Fungi are weird

I think about the evolution of multicellularity a lot, and I talk about it with colleagues. One of the things we talk about is what general principles we can infer from the many independent origins of multicellularity, for example in land plants, animals, red algae, brown algae, green algae, and fungi. Those are the groups that have evolved what we might call complex multicellularity, and one of the things we notice is that they all develop clonally; that is, they start out as a single cell, and when that cell divides, the daughter cells stick together. We notice that complex multicellularity has never evolved in species with aggregative development, when free-living cells come together to form a multicellular body, as they do in cellular slime molds and myxobacteria. Some aggregative developers have evolved a couple of different cell types, but all of the groups that have reached higher degrees of complexity develop by cell division and the products of cell division staying together. All, that is, except for fungi. Fungi are weird.

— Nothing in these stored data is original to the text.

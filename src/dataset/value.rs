//! Typed scalar cell values

use chrono::{NaiveDate, NaiveDateTime};
use serde::{Deserialize, Serialize};
use std::fmt;

/// A single cell in a [`super::RecordSet`]
#[derive(Debug, Clone, PartialEq, Serialize, Deserialize)]
#[serde(untagged)]
pub enum Value {
    Null,
    Bool(bool),
    Integer(i64),
    Number(f64),
    Date(NaiveDate),
    Timestamp(NaiveDateTime),
    Text(String),
}

impl Value {
    pub fn is_null(&self) -> bool {
        matches!(self, Value::Null)
    }

    /// Null, or text that is empty after trimming
    pub fn is_blank(&self) -> bool {
        match self {
            Value::Null => true,
            Value::Text(s) => s.trim().is_empty(),
            _ => false,
        }
    }

    /// Numeric view of the value; numeric text (with thousands separators) is parsed
    pub fn as_f64(&self) -> Option<f64> {
        match self {
            Value::Integer(i) => Some(*i as f64),
            Value::Number(n) => Some(*n),
            Value::Text(s) => {
                let cleaned: String = s.trim().chars().filter(|c| *c != ',').collect();
                cleaned.parse::<f64>().ok()
            }
            _ => None,
        }
    }

    pub fn as_date(&self) -> Option<NaiveDate> {
        match self {
            Value::Date(d) => Some(*d),
            Value::Timestamp(ts) => Some(ts.date()),
            _ => None,
        }
    }

    pub fn as_str(&self) -> Option<&str> {
        match self {
            Value::Text(s) => Some(s.as_str()),
            _ => None,
        }
    }

    /// Infer a typed value from a raw text field (CSV cell, HTML cell).
    ///
    /// Blank becomes `Null`; integers and decimals become numbers unless the
    /// text has a leading zero (codes such as `07` stay text).
    pub fn infer(raw: &str) -> Value {
        let trimmed = raw.trim();
        if trimmed.is_empty() {
            return Value::Null;
        }
        let leading_zero = trimmed.len() > 1
            && trimmed.starts_with('0')
            && !trimmed[1..].starts_with('.');
        if !leading_zero {
            if let Ok(i) = trimmed.parse::<i64>() {
                return Value::Integer(i);
            }
            if let Ok(n) = trimmed.parse::<f64>()
                && n.is_finite()
            {
                return Value::Number(n);
            }
        }
        Value::Text(trimmed.to_string())
    }

    /// Convert a JSON scalar; arrays and objects are kept as their JSON text
    pub fn from_json(value: &serde_json::Value) -> Value {
        match value {
            serde_json::Value::Null => Value::Null,
            serde_json::Value::Bool(b) => Value::Bool(*b),
            serde_json::Value::Number(n) => match n.as_i64() {
                Some(i) => Value::Integer(i),
                None => n.as_f64().map(Value::Number).unwrap_or(Value::Null),
            },
            serde_json::Value::String(s) => Value::Text(s.clone()),
            other => Value::Text(other.to_string()),
        }
    }

    pub fn type_name(&self) -> &'static str {
        match self {
            Value::Null => "null",
            Value::Bool(_) => "bool",
            Value::Integer(_) => "integer",
            Value::Number(_) => "number",
            Value::Date(_) => "date",
            Value::Timestamp(_) => "timestamp",
            Value::Text(_) => "text",
        }
    }
}

impl fmt::Display for Value {
    fn fmt(&self, f: &mut fmt::Formatter<'_>) -> fmt::Result {
        match self {
            Value::Null => Ok(()),
            Value::Bool(b) => write!(f, "{b}"),
            Value::Integer(i) => write!(f, "{i}"),
            Value::Number(n) => write!(f, "{n}"),
            Value::Date(d) => write!(f, "{}", d.format("%Y-%m-%d")),
            Value::Timestamp(ts) => write!(f, "{}", ts.format("%Y-%m-%d %H:%M:%S")),
            Value::Text(s) => f.write_str(s),
        }
    }
}

impl From<&str> for Value {
    fn from(s: &str) -> Self {
        Value::Text(s.to_string())
    }
}

impl From<String> for Value {
    fn from(s: String) -> Self {
        Value::Text(s)
    }
}

impl From<i64> for Value {
    fn from(i: i64) -> Self {
        Value::Integer(i)
    }
}

impl From<f64> for Value {
    fn from(n: f64) -> Self {
        Value::Number(n)
    }
}

impl From<bool> for Value {
    fn from(b: bool) -> Self {
        Value::Bool(b)
    }
}

impl From<NaiveDate> for Value {
    fn from(d: NaiveDate) -> Self {
        Value::Date(d)
    }
}

impl<T: Into<Value>> From<Option<T>> for Value {
    fn from(v: Option<T>) -> Self {
        v.map(Into::into).unwrap_or(Value::Null)
    }
}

Fungi don’t really develop clonally in the way I’ve described, but they don’t really not develop clonally either. That’s because their cells don’t divide in the way we’re used to thinking about, through repeated rounds of mitosis. In mitosis, duplication of the genome is coupled to cell division: the chromosomes duplicate, they move to either end of the cell, then the cell divides. The chromosomes double, then they halve, so the daughter cells end up with the same number as the mother cell. That’s not how it works in fungi. Instead, they form filaments called hyphae (singular hypha) that grow at the tip. In some cases, partitions called septa (singular septum) form behind the growing tip, dividing the hyphae into individual cells. In some cases, no septa form, and each hypha is effectively one long, skinny cell with lots of nuclei (this is called a coenocyte).

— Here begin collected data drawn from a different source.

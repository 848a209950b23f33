//! Run notifications
//!
//! Every environment invocation ends with exactly one notification. Email is
//! used when `[email]` is configured, otherwise notifications only go to the
//! tracing log.

use async_trait::async_trait;
use std::path::PathBuf;
use std::sync::Arc;
use tracing::{error, info};

use crate::config::Config;
use crate::errors::AppResult;

pub mod email;

pub use email::EmailNotifier;

#[derive(Debug, Clone, Copy, PartialEq, Eq)]
pub enum Severity {
    Info,
    Critical,
}

impl Severity {
    /// Subject prefix
    pub fn label(&self) -> &'static str {
        match self {
            Self::Info => "INFO",
            Self::Critical => "CRITICAL",
        }
    }
}

#[derive(Debug, Clone, PartialEq)]
pub struct Notification {
    pub severity: Severity,
    pub subject: String,
    pub body: String,
    /// Run log file sent along with the message
    pub attachment: Option<PathBuf>,
}

#[async_trait]
pub trait Notifier: Send + Sync {
    async fn notify(&self, notification: &Notification) -> AppResult<()>;
}

/// Writes notifications to the tracing log only
#[derive(Debug, Default, Clone, Copy)]
pub struct LogNotifier;

#[async_trait]
impl Notifier for LogNotifier {
    async fn notify(&self, notification: &Notification) -> AppResult<()> {
        match notification.severity {
            Severity::Info => info!(
                subject = %notification.subject,
                "{}",
                notification.body
            ),
            Severity::Critical => error!(
                subject = %notification.subject,
                "{}",
                notification.body
            ),
        }
        Ok(())
    }
}

/// Email when configured, otherwise the log
pub fn from_config(config: &Config) -> AppResult<Arc<dyn Notifier>> {
    match &config.email {
        Some(email) => Ok(Arc::new(EmailNotifier::new(email.clone())?)),
        None => {
            info!("No [email] section, notifications go to the log only");
            Ok(Arc::new(LogNotifier))
        }
    }
}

So fungi don’t really develop by repeated rounds of cell division in the same sense that animals, plants, etc. do. Hyphae just grow, and they are divided into cells as sort of an afterthought, if they are divided into cells at all. Fungi with coenocytic (or aseptate) hyphae aren’t really even multicellular in the same sense as plants and animals are. Different people have different qualifications for what counts as multicellular, but it’s a stretch to call something multicellular that doesn’t have multiple cells. Fungi are weird.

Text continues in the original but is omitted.